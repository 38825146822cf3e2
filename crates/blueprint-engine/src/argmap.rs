//! The layered, wildcard-aware argument map (§4.3).

use std::collections::{HashMap, HashSet};

use blueprint_parser::WildcardPattern;
use blueprint_types::{ArgValue, Layer, Path};

/// The value resolved for a path, along with the name of the layer it came
/// from (for error messages and `DESIGN.md`'s I5 traceability guarantee).
#[derive(Debug, Clone)]
pub struct Resolved {
    pub value: ArgValue,
    pub layer_name: String,
}

struct CompiledLayer {
    name: String,
    qualified: HashMap<Path, ArgValue>,
    wildcard: Vec<(WildcardPattern, ArgValue)>,
    /// Raw keys that never became a `Path` (currently: hyphen-leading keys
    /// seen without `allow_hyphens`). Never consulted by the walker — they
    /// exist solely so `extraneous()` can still report them.
    unparseable: Vec<String>,
}

/// An extraneous key: present in a layer but never consulted by the schema
/// walker. `path` is the raw key text — for a key that parsed into a
/// `Path`, its canonical string form; for a key that never parsed at all
/// (e.g. hyphen-leading without `allow_hyphens`), the original raw key.
#[derive(Debug, Clone)]
pub struct ExtraneousEntry {
    pub path: String,
    pub layer_name: String,
    pub suggestions: Vec<String>,
}

/// The ordered stack of [`Layer`]s plus the bookkeeping needed for
/// extraneous-key detection (§4.3).
///
/// Wildcard patterns are compiled once, at construction, rather than on
/// every `get`.
pub struct ArgumentMap {
    layers: Vec<CompiledLayer>,
    used: HashSet<Path>,
}

impl ArgumentMap {
    #[tracing::instrument(level = "debug", skip_all)]
    pub fn new(layers: Vec<Layer>) -> Self {
        let layers = layers
            .into_iter()
            .map(|layer| {
                let wildcard = layer
                    .wildcard
                    .into_iter()
                    .filter_map(|entry| {
                        WildcardPattern::compile(&entry.pattern).map(|pattern| (pattern, entry.value))
                    })
                    .collect();
                CompiledLayer {
                    name: layer.name,
                    qualified: layer.qualified,
                    wildcard,
                    unparseable: layer.unparseable.into_iter().map(|(key, _value)| key).collect(),
                }
            })
            .collect();
        ArgumentMap {
            layers,
            used: HashSet::new(),
        }
    }

    /// Resolves `path`'s effective value. Precedence (I6): later qualified
    /// layer beats earlier qualified layer beats any wildcard match; among
    /// wildcards, the most recently added entry (scanning layers latest
    /// first, and within a layer, its own entries latest-pushed first) wins.
    ///
    /// A successful qualified-layer hit marks `path` used; wildcard hits are
    /// not tracked for extraneous-key purposes since the wildcard entry
    /// itself, not `path`, is the thing that could go unconsulted.
    #[tracing::instrument(level = "debug", skip(self))]
    pub fn get(&mut self, path: &Path) -> Option<Resolved> {
        for layer in self.layers.iter().rev() {
            if let Some(value) = layer.qualified.get(path) {
                self.used.insert(path.clone());
                tracing::trace!(path = %path, layer = %layer.name, "qualified hit");
                return Some(Resolved {
                    value: value.clone(),
                    layer_name: layer.name.clone(),
                });
            }
        }
        for layer in self.layers.iter().rev() {
            for (pattern, value) in layer.wildcard.iter().rev() {
                if pattern.matches(path) {
                    tracing::trace!(path = %path, layer = %layer.name, pattern = pattern.raw(), "wildcard hit");
                    return Some(Resolved {
                        value: value.clone(),
                        layer_name: layer.name.clone(),
                    });
                }
            }
        }
        None
    }

    /// Immediate child segments of `prefix` across every layer's *qualified*
    /// entries, sorted lexicographically for identifier segments and
    /// numerically for all-digit (index) segments.
    pub fn subpaths(&self, prefix: &Path) -> Vec<String> {
        let mut children = HashSet::new();
        for layer in &self.layers {
            for path in layer.qualified.keys() {
                if let Some(rest) = path.strip_prefix(prefix) {
                    if let Some(first) = rest.segments().next() {
                        children.insert(first.to_string());
                    }
                }
            }
        }
        let mut children: Vec<String> = children.into_iter().collect();
        children.sort_by(|a, b| match (a.parse::<u64>(), b.parse::<u64>()) {
            (Ok(na), Ok(nb)) => na.cmp(&nb),
            _ => a.cmp(b),
        });
        children
    }

    /// Marks `path` as having been consulted, without performing a lookup.
    /// The walker uses this when it resolves a value through some other
    /// path (e.g. reference chasing already calls `get` on the target).
    pub fn mark_used(&mut self, path: &Path) {
        self.used.insert(path.clone());
    }

    /// Qualified keys that were never consulted during the walk, each with
    /// up to three suggestions (§4.3): the closest known path by edit
    /// distance, the closest valid ancestor prefix, and — if the key begins
    /// with `-` — a hint to enable `allow_hyphens`.
    pub fn extraneous(&self, known_paths: &[Path]) -> Vec<ExtraneousEntry> {
        let mut out = Vec::new();
        for layer in &self.layers {
            for path in layer.qualified.keys() {
                if self.used.contains(path) {
                    continue;
                }
                out.push(ExtraneousEntry {
                    path: path.to_string(),
                    layer_name: layer.name.clone(),
                    suggestions: suggest(path.as_str(), known_paths),
                });
            }
            for raw in &layer.unparseable {
                out.push(ExtraneousEntry {
                    path: raw.clone(),
                    layer_name: layer.name.clone(),
                    suggestions: suggest(raw, known_paths),
                });
            }
        }
        out.sort_by(|a, b| a.path.cmp(&b.path));
        out
    }
}

/// Suggestions for an unconsulted key (§4.3): the closest known path by edit
/// distance, the closest valid ancestor prefix (only when `raw` itself
/// parses as a `Path` — an unparseable hyphen-leading key has none), and —
/// if `raw` begins with `-` — a hint to enable `allow_hyphens`.
fn suggest(raw: &str, known_paths: &[Path]) -> Vec<String> {
    let mut suggestions = Vec::new();

    let max_distance = 1 + (raw.chars().count() as f64 * 0.4).floor() as usize;
    let mut ranked: Vec<(usize, &str)> = known_paths
        .iter()
        .map(|p| (strsim::levenshtein(raw, p.as_str()), p.as_str()))
        .filter(|(d, _)| *d <= max_distance)
        .collect();
    ranked.sort_by_key(|(d, _)| *d);
    if let Some((_, closest)) = ranked.first() {
        suggestions.push(closest.to_string());
    }

    if let Ok(path) = Path::parse(raw) {
        let mut ancestor = path.parent();
        while let Some(candidate) = ancestor {
            if known_paths.iter().any(|p| p.starts_with(&candidate)) {
                suggestions.push(candidate.to_string());
                break;
            }
            ancestor = candidate.parent();
        }
    }

    if raw.starts_with('-') {
        suggestions.push("enable allow_hyphens to strip leading '-'/'--' from keys".to_string());
    }

    suggestions
}

#[cfg(test)]
mod tests {
    use super::*;

    fn path(s: &str) -> Path {
        Path::parse(s).unwrap()
    }

    fn layer_with(name: &str, entries: &[(&str, &str)]) -> Layer {
        let mut layer = Layer::new(name);
        for (k, v) in entries {
            layer.insert_qualified(path(k), ArgValue::castable(*v));
        }
        layer
    }

    #[test]
    fn test_later_layer_overrides_earlier_for_qualified_key() {
        let base = layer_with("base", &[("a", "1")]);
        let override_layer = layer_with("override", &[("a", "2")]);
        let mut map = ArgumentMap::new(vec![base, override_layer]);
        let resolved = map.get(&path("a")).unwrap();
        assert_eq!(resolved.layer_name, "override");
        assert!(matches!(resolved.value, ArgValue::Castable(ref s) if s == "2"));
    }

    #[test]
    fn test_qualified_beats_wildcard() {
        let mut wild = Layer::new("wild");
        wild.push_wildcard("...x", ArgValue::castable("wild"));
        let qualified = layer_with("qualified", &[("a.x", "direct")]);
        let mut map = ArgumentMap::new(vec![wild, qualified]);
        let resolved = map.get(&path("a.x")).unwrap();
        assert!(matches!(resolved.value, ArgValue::Castable(ref s) if s == "direct"));
    }

    #[test]
    fn test_wildcard_fallback_when_no_qualified_match() {
        let mut wild = Layer::new("wild");
        wild.push_wildcard("...x", ArgValue::castable("7"));
        let mut map = ArgumentMap::new(vec![wild]);
        assert!(matches!(
            map.get(&path("a.x")).unwrap().value,
            ArgValue::Castable(ref s) if s == "7"
        ));
        assert!(matches!(
            map.get(&path("b.x")).unwrap().value,
            ArgValue::Castable(ref s) if s == "7"
        ));
    }

    #[test]
    fn test_most_recent_wildcard_wins() {
        let mut layer = Layer::new("cli");
        layer.push_wildcard("...x", ArgValue::castable("first"));
        layer.push_wildcard("a....x", ArgValue::castable("second"));
        let mut map = ArgumentMap::new(vec![layer]);
        assert!(matches!(
            map.get(&path("a.x")).unwrap().value,
            ArgValue::Castable(ref s) if s == "second"
        ));
    }

    #[test]
    fn test_subpaths_numeric_sort() {
        let layer = layer_with("cli", &[("coords.10", "x"), ("coords.2", "y"), ("coords.1", "z")]);
        let map = ArgumentMap::new(vec![layer]);
        assert_eq!(map.subpaths(&path("coords")), vec!["1", "2", "10"]);
    }

    #[test]
    fn test_extraneous_flags_unconsulted_keys() {
        let layer = layer_with("cli", &[("raet", "0.5")]);
        let mut map = ArgumentMap::new(vec![layer]);
        let _ = map.get(&path("untouched"));
        let known = vec![path("rate")];
        let extraneous = map.extraneous(&known);
        assert_eq!(extraneous.len(), 1);
        assert_eq!(extraneous[0].path, "raet");
        assert_eq!(extraneous[0].suggestions.first().map(String::as_str), Some("rate"));
    }

    #[test]
    fn test_unparseable_hyphen_key_flagged_with_allow_hyphens_hint() {
        let mut layer = Layer::new("cli");
        layer.push_unparseable("--rate", ArgValue::castable("0.5"));
        let map = ArgumentMap::new(vec![layer]);
        let known = vec![path("rate")];
        let extraneous = map.extraneous(&known);
        assert_eq!(extraneous.len(), 1);
        assert_eq!(extraneous[0].path, "--rate");
        assert!(extraneous[0]
            .suggestions
            .iter()
            .any(|s| s.contains("allow_hyphens")));
    }

    #[test]
    fn test_consulted_key_is_not_extraneous() {
        let layer = layer_with("cli", &[("a", "1")]);
        let mut map = ArgumentMap::new(vec![layer]);
        map.get(&path("a"));
        assert!(map.extraneous(&[]).is_empty());
    }
}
::::::::
* **Work required**: Wherever a line in the entries holds "return", copy that line.

* **Response to this exercise**:
                return Some(Resolved {
                    return Some(Resolved {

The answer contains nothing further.